Finding density of a function of i.i.d. R.V.s I'm finding it difficult to understand the explanation for my problem's solution, I would like to post it here so maybe one of you could enlight my understanding.
Just to clarify, I'm studying for a Probability test and I'm stuck at this exercise (and I'm pretty bad with functions of R.V.s), so the Homework tag is just to let it clear that I'm looking for something for dummies :/
Problem is: Given two i.i.d., exponential with $\lambda = 4$ R.V.s, X and Y, find the p.d.f. of $Z = \frac{X}{X+Y}$
Thanks in advance.
 A: Here is a systematic way.


*

*By definition, for every measurable bounded function $u$,
$$
\mathrm E(u(X,Y))=\iint16\mathrm e^{-4x-4y}u(x,y)\,[x\geqslant0,y\geqslant0]\,\mathrm dx\mathrm dy.
$$

*In particular,
$$
\mathrm E(u(Z))=\iint16\mathrm e^{-4(x+y)}u\left(\frac{x}{x+y}\right)\,[x\geqslant0,y\geqslant0]\,\mathrm dx\mathrm dy.
$$

*Consider the change of variable $x=zs$, $y=(1-z)s$. Thus, $\mathrm dx\mathrm dy=s\mathrm ds\mathrm dz$ with $s\geqslant0$ and $0\leqslant z\leqslant1$, and
$$
\mathrm E(u(Z))=\iint16\mathrm e^{-4s}u(z)\,[s\geqslant0,0\leqslant z\leqslant1]\,s\mathrm ds\mathrm dz=\int u(z)f(z)\,\mathrm dz,
$$
with
$$
f(z)=\int16\mathrm e^{-4s}\,[s\geqslant0,0\leqslant z\leqslant1]\,s\mathrm ds=[0\leqslant z\leqslant1]\,\int_0^{+\infty}16\mathrm e^{-4s}\,s\mathrm ds=[0\leqslant z\leqslant1].
$$

*This holds for every bounded measurable function $u$ hence $Z$ is uniform on $(0,1)$.

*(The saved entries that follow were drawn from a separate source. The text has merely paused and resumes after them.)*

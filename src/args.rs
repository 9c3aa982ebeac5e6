// 该文件是 Jinyi （锦衣） 项目的一部分。
// src/args.rs - 项目参数配置
//
// 本文件根据 Apache 许可证第 2.0 版（以下简称“许可证”）授权使用；
// 除非遵守该许可证条款，否则您不得使用本文件。
// 您可通过以下网址获取许可证副本：
// http://www.apache.org/licenses/LICENSE-2.0
// 除非适用法律要求或书面同意，根据本许可协议分发的软件均按“原样”提供，
// 不附带任何形式的明示或暗示的保证或条件。
// 有关许可权限与限制的具体条款，请参阅本许可协议。
//
// Copyright (C) 2026 Johann Li <me@qinka.pro>, Wareless Group

use clap::Parser;

pub const DEFAULT_MODEL: &str = "fashionpedia:./models/fashionpedia_rcnn_R_101_FPN_3x.onnx";

/// Jinyi 服装检测与奢华度评估
#[derive(Parser, Debug)]
#[command(author, version, about, long_about = None)]
pub struct Args {
  /// 输入图像（文件路径原样使用，或 image: URL）
  #[arg(value_name = "IMAGE")]
  pub image: String,

  /// 模型 URL，`labels` 参数指定标签文件，默认取模型同名的 .toml
  /// 例如: fashionpedia:./models/fp.onnx?labels=./labels/fashionpedia.toml
  #[arg(long, default_value = DEFAULT_MODEL, value_name = "MODEL")]
  pub model: String,

  /// 输出（可重复）
  /// 支持格式:
  /// - json:- 标准输出
  /// - json:<路径> JSON 文件，`?pretty` 缩进
  /// - image:<路径> 标注后的图像
  /// - <路径> JSON 文件
  #[arg(long, default_value = "json:-", value_name = "OUTPUT")]
  pub output: Vec<String>,

  /// 附带奢华度评估
  #[arg(long)]
  pub luxury: bool,

  /// 日志级别，日志写到标准错误
  #[arg(long, default_value = "warn", value_name = "LEVEL")]
  pub log_level: tracing::Level,
}

#[cfg(test)]
mod tests {
  use super::*;

  #[test]
  fn single_positional_argument_is_enough() {
    let args = Args::try_parse_from(["jinyi", "coat.jpg"]).unwrap();
    assert_eq!(args.image, "coat.jpg");
    assert_eq!(args.model, DEFAULT_MODEL);
    assert_eq!(args.output, vec!["json:-"]);
    assert!(!args.luxury);
    assert_eq!(args.log_level, tracing::Level::WARN);
  }

  #[test]
  fn outputs_are_repeatable() {
    let args = Args::try_parse_from([
      "jinyi",
      "coat.jpg",
      "--output",
      "json:-",
      "--output",
      "image:out/coat.png",
      "--luxury",
      "--log-level",
      "debug",
    ])
    .unwrap();
    assert_eq!(args.output, vec!["json:-", "image:out/coat.png"]);
    assert!(args.luxury);
    assert_eq!(args.log_level, tracing::Level::DEBUG);
  }

  #[test]
  fn image_is_required() {
    assert!(Args::try_parse_from(["jinyi"]).is_err());
  }
}
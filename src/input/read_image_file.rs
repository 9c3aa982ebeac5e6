// 该文件是 Jinyi （锦衣） 项目的一部分。
// src/input/read_image_file.rs - 图像文件输入
//
// 本文件根据 Apache 许可证第 2.0 版（以下简称“许可证”）授权使用；
// 除非遵守该许可证条款，否则您不得使用本文件。
// 您可通过以下网址获取许可证副本：
// http://www.apache.org/licenses/LICENSE-2.0
// 除非适用法律要求或书面同意，根据本许可协议分发的软件均按“原样”提供，
// 不附带任何形式的明示或暗示的保证或条件。
// 有关许可权限与限制的具体条款，请参阅本许可协议。
//
// Copyright (C) 2026 Johann Li <me@qinka.pro>, Wareless Group

use std::path::{Path, PathBuf};

use image::{ImageReader, RgbImage};
use thiserror::Error;
use tracing::{debug, error};
use url::Url;

use crate::{FromUrl, FromUrlWithScheme, url_file_path};

#[derive(Error, Debug)]
pub enum ImageFileInputError {
  #[error("URI schema mismatch")]
  SchemaMismatch,
  #[error("I/O error: {0}")]
  IoError(#[from] std::io::Error),
  #[error("Image loading error: {0}")]
  ImageLoadError(#[from] image::ImageError),
}

/// 单张图像文件输入，迭代一次后耗尽；图像由模型读取解码
pub struct ImageFileInput {
  path: Option<PathBuf>,
}

impl FromUrlWithScheme for ImageFileInput {
  const SCHEME: &'static str = "image";
}

impl FromUrl for ImageFileInput {
  type Error = ImageFileInputError;

  fn from_url(url: &Url) -> Result<Self, Self::Error> {
    if url.scheme() != Self::SCHEME {
      error!(
        "URI scheme mismatch: expected '{}', found '{}'",
        Self::SCHEME,
        url.scheme()
      );
      return Err(ImageFileInputError::SchemaMismatch);
    }

    Self::open(url_file_path(url))
  }
}

impl ImageFileInput {
  /// 路径原样使用，文件不存在时立即报错
  pub fn open<P: Into<PathBuf>>(path: P) -> Result<Self, ImageFileInputError> {
    let path = path.into();
    let metadata = std::fs::metadata(&path)?;
    debug!("图像文件 {}: {} 字节", path.display(), metadata.len());
    Ok(ImageFileInput { path: Some(path) })
  }
}

/// 读取并解码为 RGB 图像
pub fn read_rgb_image<P: AsRef<Path>>(path: P) -> Result<RgbImage, ImageFileInputError> {
  let path = path.as_ref();
  // 按内容识别格式，不依赖扩展名
  let image = ImageReader::open(path)?.with_guessed_format()?.decode()?;
  debug!(
    "读取图像 {}: {}x{}",
    path.display(),
    image.width(),
    image.height()
  );
  Ok(image.into())
}

impl Iterator for ImageFileInput {
  type Item = PathBuf;

  fn next(&mut self) -> Option<Self::Item> {
    self.path.take()
  }
}
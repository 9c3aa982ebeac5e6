// 该文件是 Jinyi （锦衣） 项目的一部分。
// src/model/labels.rs - 类别与属性标签
//
// 本文件根据 Apache 许可证第 2.0 版（以下简称“许可证”）授权使用；
// 除非遵守该许可证条款，否则您不得使用本文件。
// 您可通过以下网址获取许可证副本：
// http://www.apache.org/licenses/LICENSE-2.0
// 除非适用法律要求或书面同意，根据本许可协议分发的软件均按“原样”提供，
// 不附带任何形式的明示或暗示的保证或条件。
// 有关许可权限与限制的具体条款，请参阅本许可协议。
//
// Copyright (C) 2026 Johann Li <me@qinka.pro>, Wareless Group

use std::path::Path;

use serde::Deserialize;
use thiserror::Error;
use tracing::debug;

use crate::frame::ChannelOrder;

const UNKNOWN_CATEGORY: &str = "unknown";

#[derive(Error, Debug)]
pub enum LabelError {
  #[error("标签文件读取错误: {0}")]
  IoError(#[from] std::io::Error),
  #[error("标签文件格式错误: {0}")]
  ParseError(#[from] toml::de::Error),
  #[error("标签文件无效: {0}")]
  Invalid(String),
}

/// 模型输入与后处理参数
#[derive(Debug, Clone, Deserialize)]
#[serde(default)]
pub struct ModelParams {
  pub input_width: u32,
  pub input_height: u32,
  pub channel_order: ChannelOrder,
  pub score_threshold: f32,
  pub mask_threshold: f32,
  pub attribute_threshold: f32,
}

impl Default for ModelParams {
  fn default() -> Self {
    Self {
      input_width: 1024,
      input_height: 1024,
      channel_order: ChannelOrder::Rgb,
      score_threshold: 0.5,
      mask_threshold: 0.5,
      attribute_threshold: 0.5,
    }
  }
}

/// 一组互斥的属性取值，例如 `collar_design`
#[derive(Debug, Clone, Deserialize)]
pub struct AttributeGroup {
  pub name: String,
  pub values: Vec<String>,
}

#[derive(Debug, Clone, Deserialize)]
pub struct FashionLabels {
  pub categories: Vec<String>,
  #[serde(default)]
  pub model: ModelParams,
  #[serde(default)]
  pub attributes: Vec<AttributeGroup>,
}

impl FashionLabels {
  pub fn load<P: AsRef<Path>>(path: P) -> Result<Self, LabelError> {
    let path = path.as_ref();
    debug!("加载标签文件: {}", path.display());
    let text = std::fs::read_to_string(path)?;
    text.parse()
  }

  pub fn category_name(&self, id: i64) -> &str {
    usize::try_from(id)
      .ok()
      .and_then(|id| self.categories.get(id))
      .map(String::as_str)
      .unwrap_or(UNKNOWN_CATEGORY)
  }

  /// 属性头的输出维度
  pub fn attribute_count(&self) -> usize {
    self.attributes.iter().map(|g| g.values.len()).sum()
  }

  /// 展平后的 `(属性名, 取值)`，下标即属性头的输出下标
  pub fn attribute_names(&self) -> Vec<(&str, &str)> {
    self
      .attributes
      .iter()
      .flat_map(|g| g.values.iter().map(|v| (g.name.as_str(), v.as_str())))
      .collect()
  }

  fn validate(self) -> Result<Self, LabelError> {
    if self.categories.is_empty() {
      return Err(LabelError::Invalid("类别列表为空".to_string()));
    }
    if self.model.input_width == 0 || self.model.input_height == 0 {
      return Err(LabelError::Invalid(format!(
        "模型输入尺寸无效: {}x{}",
        self.model.input_width, self.model.input_height
      )));
    }
    if let Some(group) = self.attributes.iter().find(|g| g.values.is_empty()) {
      return Err(LabelError::Invalid(format!("属性 {} 没有取值", group.name)));
    }
    Ok(self)
  }
}

impl std::str::FromStr for FashionLabels {
  type Err = LabelError;

  fn from_str(s: &str) -> Result<Self, Self::Err> {
    let labels: FashionLabels = toml::from_str(s)?;
    labels.validate()
  }
}
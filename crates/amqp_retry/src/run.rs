// Copyright (c) Microsoft Corporation.
// Licensed under the MIT License.

use std::time::Duration;

use tokio::time::Instant;

use crate::{RetryPolicy, Retryable};

/// Runs `operation` until it succeeds or `policy` refuses another attempt.
///
/// Every call starts a new operation chain: the policy is reset first, and `operation` receives
/// the zero-based attempt index. After every failure the policy counts a retry and is asked for
/// the next interval, given the time left until `timeout` elapses. When it grants one, the loop
/// sleeps for that interval and tries again; otherwise the last error is returned.
///
/// The count is incremented before each interval request, so a policy with a retry ceiling of
/// `N` runs `operation` at most `N` times: the first attempt plus `N - 1` retries.
///
/// Sleeping uses [`tokio::time`], so paused test clocks advance through the backoff.
///
/// # Errors
///
/// Returns the error of the last attempt once the policy denies a retry, either because the
/// error is permanent, the retry ceiling is reached, or the next interval would not fit into
/// the remaining time.
///
/// # Examples
///
/// ```rust
/// use std::time::Duration;
///
/// use amqp_retry::{AmqpError, RetryPolicy, retry_with_policy};
///
/// # #[tokio::main(flavor = "current_thread")]
/// # async fn main() {
/// let mut policy = RetryPolicy::default_retry();
///
/// let value = retry_with_policy(&mut policy, Duration::from_secs(60), |attempt| async move {
///     if attempt == 0 {
///         Err(AmqpError::transient("connection dropped"))
///     } else {
///         Ok(attempt)
///     }
/// })
/// .await;
///
/// assert_eq!(value.unwrap(), 1);
/// # }
/// ```
#[cfg_attr(test, mutants::skip)] // mutating the loop exit causes test timeouts
pub async fn retry_with_policy<T, E, F, Fut>(policy: &mut RetryPolicy, timeout: Duration, mut operation: F) -> Result<T, E>
where
    F: FnMut(u32) -> Fut,
    Fut: Future<Output = Result<T, E>>,
    E: Retryable,
{
    let deadline = Instant::now().checked_add(timeout);
    policy.reset();

    loop {
        let attempt = policy.retry_count();

        let error = match operation(attempt).await {
            Ok(value) => {
                policy.reset();
                return Ok(value);
            }
            Err(error) => error,
        };

        policy.increment_retry_count();

        let remaining = deadline.map_or(Duration::MAX, |deadline| deadline.saturating_duration_since(Instant::now()));
        let Some(delay) = policy.next_retry_interval_for(&error, remaining) else {
            return Err(error);
        };

        emit_retry(&error, attempt, delay);
        tokio::time::sleep(delay).await;
    }
}

#[cfg_attr(
    not(any(feature = "logs", test)),
    expect(unused_variables, reason = "unused when logs feature not used")
)]
fn emit_retry(error: &impl Retryable, attempt: u32, delay: Duration) {
    #[cfg(any(feature = "logs", test))]
    {
        let context = error.context().map(ToString::to_string).unwrap_or_default();

        tracing::event!(
            name: "amqp_retry.retry",
            tracing::Level::WARN,
            retry.attempt = attempt,
            retry.delay = delay.as_secs_f32(),
            error.condition = error.condition().map_or("none", crate::ErrorCondition::symbol),
            error.context = %context,
        );
    }
}
// Copyright (c) Microsoft Corporation.
// Licensed under the MIT License.

use std::time::Duration;

use crate::constants::{DEFAULT_MAX_BACKOFF, DEFAULT_MAX_RETRY_COUNT, DEFAULT_MIN_BACKOFF};
use crate::{ExponentialRetry, RetryConfigError, RetryPolicy};

/// Selects the kind of [`RetryPolicy`] built from [`RetryOptions`].
#[derive(Debug, Clone, Copy, PartialEq, Eq, Hash, Default)]
#[cfg_attr(feature = "serde", derive(serde::Serialize, serde::Deserialize))]
#[cfg_attr(feature = "serde", serde(rename_all = "snake_case"))]
#[non_exhaustive]
pub enum RetryMode {
    /// Build [`RetryPolicy::NoRetry`].
    NoRetry,

    /// Build [`RetryPolicy::Exponential`].
    #[default]
    Exponential,
}

/// Configuration for a [`RetryPolicy`], suitable for loading from configuration files.
///
/// Defaults match [`RetryPolicy::default_retry`].
///
/// With the `serde` feature, the options can be deserialized. Durations are serialized in the
/// ISO 8601 format of `jiff::SignedDuration` (for example `"PT15S"`); the friendly form
/// (`"15s"`) is accepted on input as well. Every field is optional.
///
/// # Examples
///
/// ```rust
/// use std::time::Duration;
///
/// use amqp_retry::{RetryOptions, RetryPolicy};
///
/// let policy = RetryOptions::default()
///     .min_backoff(Duration::from_secs(1))
///     .max_backoff(Duration::from_secs(20))
///     .max_retries(5)
///     .build()?;
///
/// assert_eq!(policy.max_retry_count(), 5);
/// # Ok::<(), amqp_retry::RetryConfigError>(())
/// ```
#[derive(Debug, Clone, PartialEq, Eq, Hash)]
#[cfg_attr(feature = "serde", derive(serde::Serialize, serde::Deserialize))]
#[cfg_attr(feature = "serde", serde(default))]
pub struct RetryOptions {
    mode: RetryMode,
    #[cfg_attr(feature = "serde", serde(with = "serde_duration"))]
    min_backoff: Duration,
    #[cfg_attr(feature = "serde", serde(with = "serde_duration"))]
    max_backoff: Duration,
    max_retries: u32,
}

impl Default for RetryOptions {
    fn default() -> Self {
        Self {
            mode: RetryMode::default(),
            min_backoff: DEFAULT_MIN_BACKOFF,
            max_backoff: DEFAULT_MAX_BACKOFF,
            max_retries: DEFAULT_MAX_RETRY_COUNT,
        }
    }
}

impl RetryOptions {
    /// Sets the kind of policy to build.
    #[must_use]
    pub fn mode(self, mode: RetryMode) -> Self {
        Self { mode, ..self }
    }

    /// Sets the minimal backoff.
    #[must_use]
    pub fn min_backoff(self, min_backoff: Duration) -> Self {
        Self { min_backoff, ..self }
    }

    /// Sets the maximum backoff.
    #[must_use]
    pub fn max_backoff(self, max_backoff: Duration) -> Self {
        Self { max_backoff, ..self }
    }

    /// Sets the retry ceiling.
    #[must_use]
    pub fn max_retries(self, max_retries: u32) -> Self {
        Self { max_retries, ..self }
    }

    /// Builds a fresh policy from these options.
    ///
    /// # Errors
    ///
    /// Returns [`RetryConfigError::BackoffRange`] when the exponential mode is selected and
    /// the maximum backoff is smaller than the minimal backoff.
    pub fn build(&self) -> Result<RetryPolicy, RetryConfigError> {
        match self.mode {
            RetryMode::NoRetry => Ok(RetryPolicy::no_retry()),
            RetryMode::Exponential => {
                ExponentialRetry::new(self.min_backoff, self.max_backoff, self.max_retries).map(RetryPolicy::Exponential)
            }
        }
    }
}

impl TryFrom<RetryOptions> for RetryPolicy {
    type Error = RetryConfigError;

    fn try_from(options: RetryOptions) -> Result<Self, Self::Error> {
        options.build()
    }
}

#[cfg(feature = "serde")]
mod serde_duration {
    use std::time::Duration;

    use jiff::SignedDuration;
    use serde::de::Error as _;
    use serde::ser::Error as _;
    use serde::{Deserialize, Deserializer, Serialize, Serializer};

    pub(super) fn serialize<S: Serializer>(value: &Duration, serializer: S) -> Result<S::Ok, S::Error> {
        SignedDuration::try_from(*value)
            .map_err(S::Error::custom)?
            .serialize(serializer)
    }

    pub(super) fn deserialize<'de, D: Deserializer<'de>>(deserializer: D) -> Result<Duration, D::Error> {
        let value = SignedDuration::deserialize(deserializer)?;
        Duration::try_from(value).map_err(D::Error::custom)
    }
}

A: One first finds the cumulative distribution function: $S_Z(z) = \mathbb{P}\left( \frac{X}{X+Y} > z \right)$. Clearly $S_Z(z) = 0$ for all $ z \geqslant 1$, and $S_Z(z) = 1$ for $z \leqslant 0$, hence assume $0<z<1$. Then:
$$
  S_Z(z) = \mathbb{P}\left( X > z X + z Y \right) = \mathbb{P} \left( (1-z) X > z Y \right) = \mathbb{P} \left( X > \frac{z}{1-z} Y \right) = \mathbb{E}\left( \mathbb{P} \left( X > \frac{z}{1-z} Y |Y \right) \right) = \mathbb{E}\left( \exp\left(- \lambda \frac{z}{1-z} Y\right) \right) = \int_0^\infty \lambda  \exp\left(- \lambda \frac{z}{1-z} y\right) \exp(-\lambda y) \mathrm{d} y = \frac{1}{1+ \frac{z}{1-z}} = 1 - z
$$
This proves that $Z$ is a uniform random variable.